Problem requirements:
Search each line below for the word "usize" and list those that contain it.

[Stored records]

········

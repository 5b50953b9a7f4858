//! Validated iteration policy.
//!
//! [`IterationPolicy`] can only be obtained through [`IterationPolicy::new`]
//! (or the conversion from the raw config section), so every holder of one
//! may rely on its invariants without re-checking them per iteration.

use serde::Serialize;

use crate::config::IterationPolicyConfig;
use crate::error::{BizloopError, Result};

/// Tolerance for `explore_ratio + deepening_ratio == 1.0`.
pub const RATIO_SUM_TOLERANCE: f64 = 1e-6;

/// Default share of explore iterations.
pub const DEFAULT_EXPLORE_RATIO: f64 = 0.5;

/// Default similarity at or above which two summaries count as repetitive.
pub const DEFAULT_STAGNATION_THRESHOLD: f64 = 0.6;

/// Default number of consecutive similar comparisons that means "stalled".
pub const DEFAULT_STAGNATION_RUNS: usize = 3;

/// Immutable scheduling configuration.
///
/// # Example
///
/// ```
/// use bizloop::iteration::IterationPolicy;
///
/// let policy = IterationPolicy::new(0.6, 0.4, 0.6, 3).unwrap();
/// assert_eq!(policy.history_capacity(), 4);
///
/// assert!(IterationPolicy::new(0.6, 0.6, 0.6, 3).is_err());
/// ```
#[derive(Debug, Clone, Copy, PartialEq, Serialize)]
pub struct IterationPolicy {
    explore_ratio: f64,
    deepening_ratio: f64,
    stagnation_threshold: f64,
    stagnation_runs: usize,
}

impl IterationPolicy {
    /// Validate and build a policy.
    ///
    /// # Errors
    ///
    /// Returns [`BizloopError::InvalidConfig`] if:
    /// - a ratio is not finite or outside [0, 1]
    /// - the ratios do not sum to 1.0 within [`RATIO_SUM_TOLERANCE`]
    /// - the threshold is not finite or outside [0, 1]
    /// - `stagnation_runs` is zero
    pub fn new(
        explore_ratio: f64,
        deepening_ratio: f64,
        stagnation_threshold: f64,
        stagnation_runs: usize,
    ) -> Result<Self> {
        check_unit_interval("explore_ratio", explore_ratio)?;
        check_unit_interval("deepening_ratio", deepening_ratio)?;

        let sum = explore_ratio + deepening_ratio;
        if (sum - 1.0).abs() > RATIO_SUM_TOLERANCE {
            return Err(BizloopError::invalid_config(
                "explore_ratio",
                format!("explore_ratio and deepening_ratio must sum to 1.0 (got {sum})"),
            ));
        }

        check_unit_interval("stagnation_threshold", stagnation_threshold)?;

        if stagnation_runs < 1 {
            return Err(BizloopError::invalid_config(
                "stagnation_runs",
                "must be at least 1",
            ));
        }

        Ok(Self {
            explore_ratio,
            deepening_ratio,
            stagnation_threshold,
            stagnation_runs,
        })
    }

    /// Share of iterations that should explore.
    #[must_use]
    pub fn explore_ratio(&self) -> f64 {
        self.explore_ratio
    }

    /// Share of iterations that should deepen.
    #[must_use]
    pub fn deepening_ratio(&self) -> f64 {
        self.deepening_ratio
    }

    /// Minimum similarity for a comparison to count toward a stall.
    #[must_use]
    pub fn stagnation_threshold(&self) -> f64 {
        self.stagnation_threshold
    }

    /// Consecutive similar comparisons needed to declare a stall.
    #[must_use]
    pub fn stagnation_runs(&self) -> usize {
        self.stagnation_runs
    }

    /// Number of summaries the detector retains: one more than the
    /// number of comparisons in a full run.
    #[must_use]
    pub fn history_capacity(&self) -> usize {
        self.stagnation_runs + 1
    }
}

impl Default for IterationPolicy {
    fn default() -> Self {
        Self {
            explore_ratio: DEFAULT_EXPLORE_RATIO,
            deepening_ratio: 1.0 - DEFAULT_EXPLORE_RATIO,
            stagnation_threshold: DEFAULT_STAGNATION_THRESHOLD,
            stagnation_runs: DEFAULT_STAGNATION_RUNS,
        }
    }
}

impl TryFrom<&IterationPolicyConfig> for IterationPolicy {
    type Error = BizloopError;

    /// Validate the raw section. All four policy fields must be present.
    fn try_from(raw: &IterationPolicyConfig) -> Result<Self> {
        let explore = required("explore_ratio", raw.explore_ratio)?;
        let deepen = required("deepening_ratio", raw.deepening_ratio)?;
        let threshold = required("stagnation_threshold", raw.stagnation_threshold)?;

        let runs = match required("stagnation_runs", raw.stagnation_runs)? {
            r if r < 1 => {
                return Err(BizloopError::invalid_config(
                    "stagnation_runs",
                    format!("must be at least 1 (got {r})"),
                ))
            }
            r => usize::try_from(r).map_err(|_| {
                BizloopError::invalid_config("stagnation_runs", format!("out of range: {r}"))
            })?,
        };

        Self::new(explore, deepen, threshold, runs)
    }
}

fn required<T>(field: &str, value: Option<T>) -> Result<T> {
    value.ok_or_else(|| BizloopError::invalid_config(field, "is required"))
}

fn check_unit_interval(field: &str, value: f64) -> Result<()> {
    if !value.is_finite() {
        return Err(BizloopError::invalid_config(field, "must be a finite number"));
    }
    if !(0.0..=1.0).contains(&value) {
        return Err(BizloopError::invalid_config(
            field,
            format!("must be between 0.0 and 1.0 (got {value})"),
        ));
    }
    Ok(())
}

#[cfg(test)]
mod tests {
    use super::*;

    fn field_of(err: BizloopError) -> String {
        match err {
            BizloopError::InvalidConfig { field, .. } => field,
            other => panic!("expected InvalidConfig, got {other:?}"),
        }
    }

    #[test]
    fn test_valid_policy() {
        let policy = IterationPolicy::new(0.7, 0.3, 0.6, 3).unwrap();
        assert!((policy.explore_ratio() - 0.7).abs() < f64::EPSILON);
        assert!((policy.deepening_ratio() - 0.3).abs() < f64::EPSILON);
        assert_eq!(policy.stagnation_runs(), 3);
        assert_eq!(policy.history_capacity(), 4);
    }

    #[test]
    fn test_ratios_must_sum_to_one() {
        let err = IterationPolicy::new(0.5, 0.4, 0.6, 3).unwrap_err();
        assert_eq!(field_of(err), "explore_ratio");

        // Within tolerance
        assert!(IterationPolicy::new(0.1 + 0.2, 0.7, 0.6, 3).is_ok());
        assert!(IterationPolicy::new(0.6 + 5e-7, 0.4, 0.6, 3).is_ok());
        assert!(IterationPolicy::new(0.6 + 5e-6, 0.4, 0.6, 3).is_err());
    }

    #[test]
    fn test_extreme_ratios_are_legal() {
        assert!(IterationPolicy::new(1.0, 0.0, 0.6, 1).is_ok());
        assert!(IterationPolicy::new(0.0, 1.0, 0.6, 1).is_ok());
    }

    #[test]
    fn test_negative_ratio_rejected() {
        let err = IterationPolicy::new(1.2, -0.2, 0.6, 3).unwrap_err();
        assert_eq!(field_of(err), "explore_ratio");

        let err = IterationPolicy::new(0.5, f64::NAN, 0.6, 3).unwrap_err();
        assert_eq!(field_of(err), "deepening_ratio");
    }

    #[test]
    fn test_threshold_bounds() {
        assert!(IterationPolicy::new(0.5, 0.5, 0.0, 3).is_ok());
        assert!(IterationPolicy::new(0.5, 0.5, 1.0, 3).is_ok());

        let err = IterationPolicy::new(0.5, 0.5, 1.01, 3).unwrap_err();
        assert_eq!(field_of(err), "stagnation_threshold");
        let err = IterationPolicy::new(0.5, 0.5, -0.1, 3).unwrap_err();
        assert_eq!(field_of(err), "stagnation_threshold");
        let err = IterationPolicy::new(0.5, 0.5, f64::INFINITY, 3).unwrap_err();
        assert_eq!(field_of(err), "stagnation_threshold");
    }

    #[test]
    fn test_runs_must_be_positive() {
        let err = IterationPolicy::new(0.5, 0.5, 0.6, 0).unwrap_err();
        assert_eq!(field_of(err), "stagnation_runs");
        assert!(IterationPolicy::new(0.5, 0.5, 0.6, 1).is_ok());
    }

    fn complete() -> IterationPolicyConfig {
        IterationPolicyConfig {
            explore_ratio: Some(0.6),
            deepening_ratio: Some(0.4),
            stagnation_threshold: Some(0.6),
            stagnation_runs: Some(3),
            ..Default::default()
        }
    }

    #[test]
    fn test_from_config_complete() {
        let policy = IterationPolicy::try_from(&complete()).unwrap();
        assert_eq!(policy, IterationPolicy::new(0.6, 0.4, 0.6, 3).unwrap());
    }

    #[test]
    fn test_from_config_rejects_empty_section() {
        let err = IterationPolicy::try_from(&IterationPolicyConfig::default()).unwrap_err();
        assert_eq!(field_of(err), "explore_ratio");
    }

    #[test]
    fn test_from_config_rejects_each_missing_field() {
        let cases: [(&str, fn(&mut IterationPolicyConfig)); 4] = [
            ("explore_ratio", |raw| raw.explore_ratio = None),
            ("deepening_ratio", |raw| raw.deepening_ratio = None),
            ("stagnation_threshold", |raw| raw.stagnation_threshold = None),
            ("stagnation_runs", |raw| raw.stagnation_runs = None),
        ];
        for (field, clear) in cases {
            let mut raw = complete();
            clear(&mut raw);
            let err = IterationPolicy::try_from(&raw).unwrap_err();
            assert!(err.to_string().contains("is required"), "{err}");
            assert_eq!(field_of(err), field);
        }
    }

    #[test]
    fn test_from_config_single_ratio_rejected() {
        let raw = IterationPolicyConfig {
            deepening_ratio: None,
            ..complete()
        };
        assert!(IterationPolicy::try_from(&raw).is_err());
    }

    #[test]
    fn test_from_config_rejects_negative_runs() {
        let raw = IterationPolicyConfig {
            stagnation_runs: Some(-2),
            ..complete()
        };
        let err = IterationPolicy::try_from(&raw).unwrap_err();
        assert_eq!(field_of(err), "stagnation_runs");
    }

    #[test]
    fn test_from_config_rejects_bad_sum() {
        let raw = IterationPolicyConfig {
            explore_ratio: Some(0.6),
            deepening_ratio: Some(0.6),
            ..complete()
        };
        assert!(IterationPolicy::try_from(&raw).is_err());
    }
}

········

Written response:
pub const DEFAULT_STAGNATION_RUNS: usize = 3;
    stagnation_runs: usize,
        stagnation_runs: usize,
    pub fn stagnation_runs(&self) -> usize {
    pub fn history_capacity(&self) -> usize {
            r => usize::try_from(r).map_err(|_| {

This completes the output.